Data records:

══════════

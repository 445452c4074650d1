//! In-memory storage implementation
//!
//! Fast, non-persistent storage for development and testing.
//! Uses DashMap for concurrent access.
//!
//! **WARNING:** MemoryStorage is NOT recommended for production use:
//! - Data is lost on process restart
//! - Does not coordinate state across multiple process instances
//!
//! For production deployments, use SqliteStorage or PostgresStorage.

use super::*;
use dashmap::DashMap;
use parking_lot::Mutex;

type PairKey = (String, String);

/// In-memory storage implementation
#[derive(Clone)]
pub struct MemoryStorage {
    clients: Arc<DashMap<String, Client>>,
    /// code -> grant
    grants: Arc<DashMap<String, Grant>>,
    /// (client_id, user_id) -> token; the key enforces one token per pair
    tokens: Arc<DashMap<PairKey, Token>>,
    /// access_token -> pair, kept in step with `tokens` under `write_lock`
    by_access: Arc<DashMap<String, PairKey>>,
    /// Serializes multi-table writes (redeem, replace, cascades)
    write_lock: Arc<Mutex<()>>,
}

impl MemoryStorage {
    /// Create a new in-memory storage
    pub fn new() -> Self {
        Self {
            clients: Arc::new(DashMap::new()),
            grants: Arc::new(DashMap::new()),
            tokens: Arc::new(DashMap::new()),
            by_access: Arc::new(DashMap::new()),
            write_lock: Arc::new(Mutex::new(())),
        }
    }

    fn pair_key(token: &Token) -> PairKey {
        (token.client_id.clone(), token.user_id.clone())
    }

    /// Insert `token` as the pair's only token. Caller holds `write_lock`.
    fn put_token(&self, token: &Token) {
        let key = Self::pair_key(token);
        if let Some(old) = self.tokens.insert(key.clone(), token.clone()) {
            self.by_access.remove(&old.access_token);
        }
        self.by_access.insert(token.access_token.clone(), key);
    }

    /// Remove every token matching `pred`. Caller holds `write_lock`.
    fn drop_tokens<F>(&self, pred: F) -> u64
    where
        F: Fn(&Token) -> bool,
    {
        let mut removed = 0u64;
        self.tokens.retain(|_, t| {
            if pred(t) {
                self.by_access.remove(&t.access_token);
                removed += 1;
                false
            } else {
                true
            }
        });
        removed
    }

    fn find_token<F>(&self, pred: F) -> Option<Token>
    where
        F: Fn(&Token) -> bool,
    {
        self.tokens
            .iter()
            .find(|entry| pred(entry.value()))
            .map(|entry| entry.value().clone())
    }
}

impl Default for MemoryStorage {
    fn default() -> Self {
        Self::new()
    }
}

#[async_trait]
impl ClientStorage for MemoryStorage {
    async fn save_client(&self, client: &Client) -> Result<()> {
        self.clients
            .insert(client.client_id.clone(), client.clone());
        Ok(())
    }

    async fn get_client(&self, client_id: &str) -> Result<Option<Client>> {
        Ok(self.clients.get(client_id).map(|c| c.clone()))
    }

    async fn list_clients(&self) -> Result<Vec<Client>> {
        let mut clients: Vec<Client> = self.clients.iter().map(|c| c.value().clone()).collect();
        clients.sort_by(|a, b| {
            a.created_at
                .cmp(&b.created_at)
                .then_with(|| a.client_id.cmp(&b.client_id))
        });
        Ok(clients)
    }

    async fn list_clients_by_owner(&self, owner_user_id: &str) -> Result<Vec<Client>> {
        let mut clients = self.list_clients().await?;
        clients.retain(|c| c.owner_user_id == owner_user_id);
        Ok(clients)
    }

    async fn delete_client(&self, client_id: &str) -> Result<()> {
        let _guard = self.write_lock.lock();

        if self.clients.remove(client_id).is_none() {
            return Err(crate::GrantryError::not_found("Client", client_id));
        }
        self.grants.retain(|_, g| g.client_id != client_id);
        self.drop_tokens(|t| t.client_id == client_id);
        Ok(())
    }
}

#[async_trait]
impl GrantStorage for MemoryStorage {
    async fn insert_grant(&self, grant: &Grant) -> Result<bool> {
        use dashmap::mapref::entry::Entry;

        match self.grants.entry(grant.code.clone()) {
            Entry::Vacant(entry) => {
                entry.insert(grant.clone());
                Ok(true)
            }
            Entry::Occupied(_) => Ok(false),
        }
    }

    async fn get_grant(&self, client_id: &str, code: &str) -> Result<Option<Grant>> {
        Ok(self
            .grants
            .get(code)
            .filter(|g| g.client_id == client_id)
            .map(|g| g.clone()))
    }

    async fn redeem_grant(
        &self,
        client_id: &str,
        code: &str,
        now: DateTime<Utc>,
        token: &Token,
    ) -> Result<bool> {
        let _guard = self.write_lock.lock();

        // remove_if holds the shard lock, so only one caller can observe Some
        let removed = self
            .grants
            .remove_if(code, |_, g| g.client_id == client_id && g.is_valid_at(now));
        if removed.is_none() {
            return Ok(false);
        }

        self.put_token(token);
        Ok(true)
    }
}

#[async_trait]
impl TokenStorage for MemoryStorage {
    async fn get_token_by_access(&self, access_token: &str) -> Result<Option<Token>> {
        let Some(key) = self.by_access.get(access_token).map(|k| k.clone()) else {
            return Ok(None);
        };
        Ok(self
            .tokens
            .get(&key)
            .filter(|t| t.access_token == access_token)
            .map(|t| t.clone()))
    }

    async fn get_token_by_refresh(
        &self,
        client_id: &str,
        refresh_token: &str,
    ) -> Result<Option<Token>> {
        Ok(self.find_token(|t| t.client_id == client_id && t.refresh_token == refresh_token))
    }

    async fn replace_token(&self, token: &Token) -> Result<()> {
        let _guard = self.write_lock.lock();
        self.put_token(token);
        Ok(())
    }

    async fn renew_token(&self, refresh_token: &str, token: &Token) -> Result<bool> {
        let _guard = self.write_lock.lock();

        let key = Self::pair_key(token);
        let current = self
            .tokens
            .get(&key)
            .is_some_and(|t| t.refresh_token == refresh_token);
        if !current {
            return Ok(false);
        }
        self.put_token(token);
        Ok(true)
    }

    async fn delete_token(&self, client_id: &str, refresh_token: &str) -> Result<bool> {
        let _guard = self.write_lock.lock();

        let Some(token) =
            self.find_token(|t| t.client_id == client_id && t.refresh_token == refresh_token)
        else {
            return Ok(false);
        };
        let removed = self
            .tokens
            .remove_if(&Self::pair_key(&token), |_, t| t.refresh_token == refresh_token);
        match removed {
            Some((_, t)) => {
                self.by_access.remove(&t.access_token);
                Ok(true)
            }
            None => Ok(false),
        }
    }

    async fn delete_client_user_tokens(&self, client_id: &str, user_id: &str) -> Result<u64> {
        let _guard = self.write_lock.lock();

        let key = (client_id.to_string(), user_id.to_string());
        match self.tokens.remove(&key) {
            Some((_, t)) => {
                self.by_access.remove(&t.access_token);
                Ok(1)
            }
            None => Ok(0),
        }
    }

    async fn list_tokens_by_user(&self, user_id: &str) -> Result<Vec<Token>> {
        let mut tokens: Vec<Token> = self
            .tokens
            .iter()
            .filter(|t| t.user_id == user_id)
            .map(|t| t.value().clone())
            .collect();
        tokens.sort_by(|a, b| b.expires.cmp(&a.expires));
        Ok(tokens)
    }

    async fn delete_user_data(&self, user_id: &str) -> Result<u64> {
        let _guard = self.write_lock.lock();

        let mut removed = 0u64;
        self.grants.retain(|_, g| {
            let keep = g.user_id != user_id;
            if !keep {
                removed += 1;
            }
            keep
        });
        removed += self.drop_tokens(|t| t.user_id == user_id);
        Ok(removed)
    }

    async fn purge_expired(
        &self,
        grants_before: DateTime<Utc>,
        tokens_before: DateTime<Utc>,
    ) -> Result<PurgeStats> {
        let _guard = self.write_lock.lock();

        let mut stats = PurgeStats::default();
        self.grants.retain(|_, g| {
            let keep = g.expires >= grants_before;
            if !keep {
                stats.grants += 1;
            }
            keep
        });
        stats.tokens = self.drop_tokens(|t| t.expires < tokens_before);
        Ok(stats)
    }
}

══════════

Work item: From the first line to the last, retype the data exactly.

Exercise response:
repository 445452c4074650d1
//! In-memory storage implementation
//!
//! Fast, non-persistent storage for development and testing.
//! Uses DashMap for concurrent access.
//!
//! **WARNING:** MemoryStorage is NOT recommended for production use:
//! - Data is lost on process restart
//! - Does not coordinate state across multiple process instances
//!
//! For production deployments, use SqliteStorage or PostgresStorage.

use super::*;
use dashmap::DashMap;
use parking_lot::Mutex;

type PairKey = (String, String);

/// In-memory storage implementation
#[derive(Clone)]
pub struct MemoryStorage {
    clients: Arc<DashMap<String, Client>>,
    /// code -> grant
    grants: Arc<DashMap<String, Grant>>,
    /// (client_id, user_id) -> token; the key enforces one token per pair
    tokens: Arc<DashMap<PairKey, Token>>,
    /// access_token -> pair, kept in step with `tokens` under `write_lock`
    by_access: Arc<DashMap<String, PairKey>>,
    /// Serializes multi-table writes (redeem, replace, cascades)
    write_lock: Arc<Mutex<()>>,
}

impl MemoryStorage {
    /// Create a new in-memory storage
    pub fn new() -> Self {
        Self {
            clients: Arc::new(DashMap::new()),
            grants: Arc::new(DashMap::new()),
            tokens: Arc::new(DashMap::new()),
            by_access: Arc::new(DashMap::new()),
            write_lock: Arc::new(Mutex::new(())),
        }
    }

    fn pair_key(token: &Token) -> PairKey {
        (token.client_id.clone(), token.user_id.clone())
    }

    /// Insert `token` as the pair's only token. Caller holds `write_lock`.
    fn put_token(&self, token: &Token) {
        let key = Self::pair_key(token);
        if let Some(old) = self.tokens.insert(key.clone(), token.clone()) {
            self.by_access.remove(&old.access_token);
        }
        self.by_access.insert(token.access_token.clone(), key);
    }

    /// Remove every token matching `pred`. Caller holds `write_lock`.
    fn drop_tokens<F>(&self, pred: F) -> u64
    where
        F: Fn(&Token) -> bool,
    {
        let mut removed = 0u64;
        self.tokens.retain(|_, t| {
            if pred(t) {
                self.by_access.remove(&t.access_token);
                removed += 1;
                false
            } else {
                true
            }
        });
        removed
    }

    fn find_token<F>(&self, pred: F) -> Option<Token>
    where
        F: Fn(&Token) -> bool,
    {
        self.tokens
            .iter()
            .find(|entry| pred(entry.value()))
            .map(|entry| entry.value().clone())
    }
}

impl Default for MemoryStorage {
    fn default() -> Self {
        Self::new()
    }
}

#[async_trait]
impl ClientStorage for MemoryStorage {
    async fn save_client(&self, client: &Client) -> Result<()> {
        self.clients
            .insert(client.client_id.clone(), client.clone());
        Ok(())
    }

    async fn get_client(&self, client_id: &str) -> Result<Option<Client>> {
        Ok(self.clients.get(client_id).map(|c| c.clone()))
    }

    async fn list_clients(&self) -> Result<Vec<Client>> {
        let mut clients: Vec<Client> = self.clients.iter().map(|c| c.value().clone()).collect();
        clients.sort_by(|a, b| {
            a.created_at
                .cmp(&b.created_at)
                .then_with(|| a.client_id.cmp(&b.client_id))
        });
        Ok(clients)
    }

    async fn list_clients_by_owner(&self, owner_user_id: &str) -> Result<Vec<Client>> {
        let mut clients = self.list_clients().await?;
        clients.retain(|c| c.owner_user_id == owner_user_id);
        Ok(clients)
    }

    async fn delete_client(&self, client_id: &str) -> Result<()> {
        let _guard = self.write_lock.lock();

        if self.clients.remove(client_id).is_none() {
            return Err(crate::GrantryError::not_found("Client", client_id));
        }
        self.grants.retain(|_, g| g.client_id != client_id);
        self.drop_tokens(|t| t.client_id == client_id);
        Ok(())
    }
}

#[async_trait]
impl GrantStorage for MemoryStorage {
    async fn insert_grant(&self, grant: &Grant) -> Result<bool> {
        use dashmap::mapref::entry::Entry;

        match self.grants.entry(grant.code.clone()) {
            Entry::Vacant(entry) => {
                entry.insert(grant.clone());
                Ok(true)
            }
            Entry::Occupied(_) => Ok(false),
        }
    }

    async fn get_grant(&self, client_id: &str, code: &str) -> Result<Option<Grant>> {
        Ok(self
            .grants
            .get(code)
            .filter(|g| g.client_id == client_id)
            .map(|g| g.clone()))
    }

    async fn redeem_grant(
        &self,
        client_id: &str,
        code: &str,
        now: DateTime<Utc>,
        token: &Token,
    ) -> Result<bool> {
        let _guard = self.write_lock.lock();

        // remove_if holds the shard lock, so only one caller can observe Some
        let removed = self
            .grants
            .remove_if(code, |_, g| g.client_id == client_id && g.is_valid_at(now));
        if removed.is_none() {
            return Ok(false);
        }

        self.put_token(token);
        Ok(true)
    }
}

#[async_trait]
impl TokenStorage for MemoryStorage {
    async fn get_token_by_access(&self, access_token: &str) -> Result<Option<Token>> {
        let Some(key) = self.by_access.get(access_token).map(|k| k.clone()) else {
            return Ok(None);
        };
        Ok(self
            .tokens
            .get(&key)
            .filter(|t| t.access_token == access_token)
            .map(|t| t.clone()))
    }

    async fn get_token_by_refresh(
        &self,
        client_id: &str,
        refresh_token: &str,
    ) -> Result<Option<Token>> {
        Ok(self.find_token(|t| t.client_id == client_id && t.refresh_token == refresh_token))
    }

    async fn replace_token(&self, token: &Token) -> Result<()> {
        let _guard = self.write_lock.lock();
        self.put_token(token);
        Ok(())
    }

    async fn renew_token(&self, refresh_token: &str, token: &Token) -> Result<bool> {
        let _guard = self.write_lock.lock();

        let key = Self::pair_key(token);
        let current = self
            .tokens
            .get(&key)
            .is_some_and(|t| t.refresh_token == refresh_token);
        if !current {
            return Ok(false);
        }
        self.put_token(token);
        Ok(true)
    }

    async fn delete_token(&self, client_id: &str, refresh_token: &str) -> Result<bool> {
        let _guard = self.write_lock.lock();

        let Some(token) =
            self.find_token(|t| t.client_id == client_id && t.refresh_token == refresh_token)
        else {
            return Ok(false);
        };
        let removed = self
            .tokens
            .remove_if(&Self::pair_key(&token), |_, t| t.refresh_token == refresh_token);
        match removed {
            Some((_, t)) => {
                self.by_access.remove(&t.access_token);
                Ok(true)
            }
            None => Ok(false),
        }
    }

    async fn delete_client_user_tokens(&self, client_id: &str, user_id: &str) -> Result<u64> {
        let _guard = self.write_lock.lock();

        let key = (client_id.to_string(), user_id.to_string());
        match self.tokens.remove(&key) {
            Some((_, t)) => {
                self.by_access.remove(&t.access_token);
                Ok(1)
            }
            None => Ok(0),
        }
    }

    async fn list_tokens_by_user(&self, user_id: &str) -> Result<Vec<Token>> {
        let mut tokens: Vec<Token> = self
            .tokens
            .iter()
            .filter(|t| t.user_id == user_id)
            .map(|t| t.value().clone())
            .collect();
        tokens.sort_by(|a, b| b.expires.cmp(&a.expires));
        Ok(tokens)
    }

    async fn delete_user_data(&self, user_id: &str) -> Result<u64> {
        let _guard = self.write_lock.lock();

        let mut removed = 0u64;
        self.grants.retain(|_, g| {
            let keep = g.user_id != user_id;
            if !keep {
                removed += 1;
            }
            keep
        });
        removed += self.drop_tokens(|t| t.user_id == user_id);
        Ok(removed)
    }

    async fn purge_expired(
        &self,
        grants_before: DateTime<Utc>,
        tokens_before: DateTime<Utc>,
    ) -> Result<PurgeStats> {
        let _guard = self.write_lock.lock();

        let mut stats = PurgeStats::default();
        self.grants.retain(|_, g| {
            let keep = g.expires >= grants_before;
            if !keep {
                stats.grants += 1;
            }
            keep
        });
        stats.tokens = self.drop_tokens(|t| t.expires < tokens_before);
        Ok(stats)
    }
}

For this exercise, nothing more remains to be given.